The Influence of Heterogeneous Preferences on Asset Prices in an Incomplete Market Model

In this paper, we examine an exchange economy with a financial market composed of three assets: shares of a stock, European call options written on the stock, and riskless bonds. The financial market is assumed to be incomplete and the option is not a redundant asset. In such a case the construction of a riskless hedge-portfolio to valuate the option is unfeasible and therefore the pricing of the assets becomes a simultaneous valuation problem, nonlineary depending on the preferences of the agents. First, the case of homogeneous agents (or equivalently of a representative agent) is studied.
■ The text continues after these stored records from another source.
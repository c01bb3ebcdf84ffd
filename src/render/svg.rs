use std::fmt::Write as _;

use crate::foundation::core::{Point, Viewport};
use crate::render::paint::{Gradient, Paint, linear_endpoints};

const GRADIENT_ID: &str = "jiggly-fill";

/// Invisible copy of the source text laid over the outline, so it can be selected and read by
/// assistive tools.
#[derive(Clone, Debug, PartialEq)]
pub struct TextOverlay<'a> {
    pub text: &'a str,
    pub font: &'a str,
    pub font_size: f64,
    /// Baseline origin of the first character.
    pub origin: Point,
}

/// Standalone SVG document for one displayed outline.
#[derive(Clone, Debug)]
pub struct SvgDocument<'a> {
    viewport: Viewport,
    outline: &'a str,
    paint: &'a Paint,
    overlay: Option<TextOverlay<'a>>,
}

impl<'a> SvgDocument<'a> {
    pub fn new(viewport: Viewport, outline: &'a str, paint: &'a Paint) -> Self {
        Self {
            viewport,
            outline,
            paint,
            overlay: None,
        }
    }

    pub fn with_overlay(mut self, overlay: TextOverlay<'a>) -> Self {
        self.overlay = Some(overlay);
        self
    }

    /// Serialize to SVG markup.
    pub fn render(&self) -> String {
        let Viewport { width, height } = self.viewport;
        let mut out = String::with_capacity(self.outline.len() + 512);
        // Writing into a String cannot fail.
        let _ = write!(
            out,
            r#"<svg xmlns="http://www.w3.org/2000/svg" width="{width}" height="{height}" viewBox="0 0 {width} {height}">"#
        );

        let fill = match &self.paint.gradient {
            Some(g) => {
                write_gradient(&mut out, g);
                format!("url(#{GRADIENT_ID})")
            }
            None => escape(&self.paint.fill),
        };

        if !self.outline.is_empty() {
            let _ = write!(
                out,
                r#"<path d="{}" fill="{}" stroke="{}" stroke-width="{}"/>"#,
                escape(self.outline),
                fill,
                escape(&self.paint.stroke),
                self.paint.stroke_width,
            );
        }

        if let Some(o) = &self.overlay {
            let _ = write!(
                out,
                r#"<text x="{}" y="{}" font-family="{}" font-size="{}" fill="transparent" style="user-select:text">{}</text>"#,
                o.origin.x,
                o.origin.y,
                escape(o.font),
                o.font_size,
                escape(o.text),
            );
        }

        out.push_str("</svg>");
        out
    }
}

fn write_gradient(out: &mut String, gradient: &Gradient) {
    out.push_str("<defs>");
    match gradient {
        Gradient::Linear { angle, .. } => {
            let ((x1, y1), (x2, y2)) = linear_endpoints(*angle);
            let _ = write!(
                out,
                r#"<linearGradient id="{GRADIENT_ID}" x1="{x1}%" y1="{y1}%" x2="{x2}%" y2="{y2}%">"#
            );
        }
        Gradient::Radial { .. } => {
            let _ = write!(
                out,
                r#"<radialGradient id="{GRADIENT_ID}" cx="50%" cy="50%" r="50%">"#
            );
        }
    }
    for stop in gradient.stops() {
        let _ = write!(
            out,
            r#"<stop offset="{}%" stop-color="{}"/>"#,
            stop.offset,
            escape(&stop.color)
        );
    }
    out.push_str(match gradient {
        Gradient::Linear { .. } => "</linearGradient>",
        Gradient::Radial { .. } => "</radialGradient>",
    });
    out.push_str("</defs>");
}

fn escape(s: &str) -> String {
    let mut out = String::with_capacity(s.len());
    for c in s.chars() {
        match c {
            '&' => out.push_str("&amp;"),
            '<' => out.push_str("&lt;"),
            '>' => out.push_str("&gt;"),
            '"' => out.push_str("&quot;"),
            '\'' => out.push_str("&apos;"),
            c => out.push(c),
        }
    }
    out
}

#[cfg(test)]
#[path = "../../tests/unit/render/svg.rs"]
mod tests;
By means of numerical analysis, it can be found that individual preferences have a major impact on the price relation of the assets, including the price of the option. This stays in contrast to the Black-Scholes analysis, where the option is a redundant asset. A unique price relation exists and no trading takes place. In the case of heterogeneous agents the price relation of the assets crucially depends on the span of the heterogeneity of the preferences. Now, trading takes place. The more risk averse agents buy the bond and sell the share and the option, whereas the less risk averse agents buy the option and the share and sell the riskless bond. More surprisingly we find that the representative asset-pricing-model overprices the riskless bond and underprices the option in relation to our model of heterogeneous agents.